Photo by Mary Stegner

While laid up after my surgery, I read several books. One is a biography of writer and environmentalist Wallace Stegner. This book was sent to me by my WordPress friend Cincinnati Babyhead. (One day I’ll have to ask about his pen name, considering Cincinnati is a long way from his domicile in Vancouver, British Columbia.) Babyhead had read my magnum opus Evergreen Dreaming, and saw that I had included an epigraph by Stegner.

(This is one of the great things about blogging: establishing a “cyberspace” relationship with a stranger based on a mutual interest. Not to mention sharing, and learning. Not to mention that, occasionally, some strangers will urge me to place my head in closer proximity to where my surgery was.)

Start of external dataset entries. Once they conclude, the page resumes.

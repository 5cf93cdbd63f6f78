//! SSTable Tests
//!
//! Tests verify:
//! - Builder output and metadata (counts, key range, size)
//! - Point lookups, including tombstones and absent keys
//! - Ordered iteration
//! - Rejection of unordered keys and damaged files

use std::fs;
use std::path::PathBuf;

use ledgerkv::storage::{SSTable, SSTableBuilder, SSTableReader};
use ledgerkv::LedgerError;
use tempfile::TempDir;

// =============================================================================
// Helper Functions
// =============================================================================

fn setup_temp_path() -> (TempDir, PathBuf) {
    let temp_dir = TempDir::new().unwrap();
    let path = temp_dir.path().join("test.sst");
    (temp_dir, path)
}

/// Build an SSTable; `None` values become tombstones
fn build(path: &PathBuf, entries: &[(&[u8], Option<&[u8]>)]) -> SSTable {
    let mut builder = SSTableBuilder::new(path).unwrap();
    for (key, value) in entries {
        match value {
            Some(v) => builder.add(key, v).unwrap(),
            None => builder.add_tombstone(key).unwrap(),
        }
    }
    builder.finish().unwrap()
}

// =============================================================================
// Builder Tests
// =============================================================================

#[test]
fn test_builder_metadata() {
    let (_temp, path) = setup_temp_path();

    let sst = build(
        &path,
        &[(b"apple", Some(b"1")), (b"banana", None), (b"cherry", Some(b"3"))],
    );

    assert_eq!(sst.entry_count(), 3);
    assert_eq!(sst.min_key, b"apple");
    assert_eq!(sst.max_key, b"cherry");
    assert_eq!(sst.file_size, fs::metadata(&path).unwrap().len());
    assert_eq!(sst.path, path);
}

#[test]
fn test_builder_empty_sstable() {
    let (_temp, path) = setup_temp_path();

    let sst = build(&path, &[]);

    assert_eq!(sst.entry_count(), 0);
    assert!(!sst.might_contain(b""));

    let reader = SSTableReader::open(&path).unwrap();
    assert_eq!(reader.entry_count(), 0);
    assert_eq!(reader.min_key(), None);
}

#[test]
fn test_builder_rejects_unordered_keys() {
    let (_temp, path) = setup_temp_path();
    let mut builder = SSTableBuilder::new(&path).unwrap();
    builder.add(b"b", b"2").unwrap();

    assert!(matches!(builder.add(b"a", b"1"), Err(LedgerError::BackendIo(_))));
    assert!(matches!(builder.add_tombstone(b"b"), Err(LedgerError::BackendIo(_))));
}

// =============================================================================
// Reader Tests
// =============================================================================

#[test]
fn test_reader_point_lookups() {
    let (_temp, path) = setup_temp_path();
    build(
        &path,
        &[(b"a", Some(b"alpha")), (b"b", None), (b"c", Some(b""))],
    );

    let mut reader = SSTableReader::open(&path).unwrap();

    assert_eq!(reader.get(b"a").unwrap(), Some(b"alpha".to_vec()));
    assert_eq!(reader.get(b"b").unwrap(), None);
    assert_eq!(reader.get(b"c").unwrap(), Some(Vec::new()));
    assert!(matches!(reader.get(b"zzz"), Err(LedgerError::NotFound)));
}

#[test]
fn test_reader_random_access_order() {
    let (_temp, path) = setup_temp_path();
    let keys: Vec<String> = (0..50).map(|i| format!("key{:03}", i)).collect();
    {
        let mut builder = SSTableBuilder::new(&path).unwrap();
        for key in &keys {
            builder.add(key.as_bytes(), key.to_uppercase().as_bytes()).unwrap();
        }
        builder.finish().unwrap();
    }

    let mut reader = SSTableReader::open(&path).unwrap();
    for i in [49, 0, 25, 7, 48, 1] {
        let value = reader.get(keys[i].as_bytes()).unwrap().unwrap();
        assert_eq!(value, keys[i].to_uppercase().into_bytes());
    }
}

#[test]
fn test_might_contain_range() {
    let (_temp, path) = setup_temp_path();
    build(&path, &[(b"d", Some(b"1")), (b"m", Some(b"2"))]);

    let reader = SSTableReader::open(&path).unwrap();

    assert!(reader.might_contain(b"d"));
    assert!(reader.might_contain(b"f"));
    assert!(reader.might_contain(b"m"));
    assert!(!reader.might_contain(b"a"));
    assert!(!reader.might_contain(b"z"));
}

// =============================================================================
// Iterator Tests
// =============================================================================

#[test]
fn test_iterator_yields_sorted_entries_with_tombstones() {
    let (_temp, path) = setup_temp_path();
    build(
        &path,
        &[(b"a", Some(b"1")), (b"b", None), (b"c", Some(b"3"))],
    );

    let mut reader = SSTableReader::open(&path).unwrap();
    let entries: Vec<_> = reader.iter().unwrap().map(|e| e.unwrap()).collect();

    assert_eq!(
        entries,
        vec![
            (b"a".to_vec(), Some(b"1".to_vec())),
            (b"b".to_vec(), None),
            (b"c".to_vec(), Some(b"3".to_vec())),
        ]
    );
}

#[test]
fn test_iterator_then_get() {
    let (_temp, path) = setup_temp_path();
    build(&path, &[(b"a", Some(b"1")), (b"b", Some(b"2"))]);

    let mut reader = SSTableReader::open(&path).unwrap();
    assert_eq!(reader.iter().unwrap().count(), 2);

    // Lookups seek on their own
    assert_eq!(reader.get(b"a").unwrap(), Some(b"1".to_vec()));
}

#[test]
fn test_large_values() {
    let (_temp, path) = setup_temp_path();
    let big = vec![0x5Au8; 512 * 1024];
    build(&path, &[(b"big", Some(&big)), (b"small", Some(b"s"))]);

    let mut reader = SSTableReader::open(&path).unwrap();

    assert_eq!(reader.get(b"big").unwrap(), Some(big));
}

// =============================================================================
// Damaged File Tests
// =============================================================================

#[test]
fn test_open_nonexistent_file() {
    let (_temp, path) = setup_temp_path();

    assert!(matches!(SSTableReader::open(&path), Err(LedgerError::Io(_))));
}

#[test]
fn test_open_invalid_magic() {
    let (_temp, path) = setup_temp_path();
    build(&path, &[(b"a", Some(b"1"))]);
    let mut bytes = fs::read(&path).unwrap();
    bytes[0..4].copy_from_slice(b"NOPE");
    fs::write(&path, &bytes).unwrap();

    assert!(matches!(SSTableReader::open(&path), Err(LedgerError::BackendIo(_))));
}

#[test]
fn test_open_detects_flipped_data_byte() {
    let (_temp, path) = setup_temp_path();
    build(&path, &[(b"key", Some(b"value"))]);
    let mut bytes = fs::read(&path).unwrap();
    // First byte of the value inside the data block
    bytes[14 + 8 + 3] ^= 0xFF;
    fs::write(&path, &bytes).unwrap();

    assert!(matches!(SSTableReader::open(&path), Err(LedgerError::BackendIo(_))));
}

#[test]
fn test_open_too_small() {
    let (_temp, path) = setup_temp_path();
    fs::write(&path, b"LKVS").unwrap();

    assert!(matches!(SSTableReader::open(&path), Err(LedgerError::BackendIo(_))));
}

Anyway, when I inserted that epigraph in my book, I knew very little about Stegner. My only prior knowledge came from the pages of Sierra Magazine. I’m a member of the environmental organization Sierra Club, as was Stegner for many years, and the club’s member periodical often features perceptive essays and quotes by him.benson book

I find it a minor crime that the name “Wallace Stegner,” and his achievements, are not known to more people…including me, for a long while. So here’s a short tribute to him, with gratitude toward Vancouver’s Babyhead.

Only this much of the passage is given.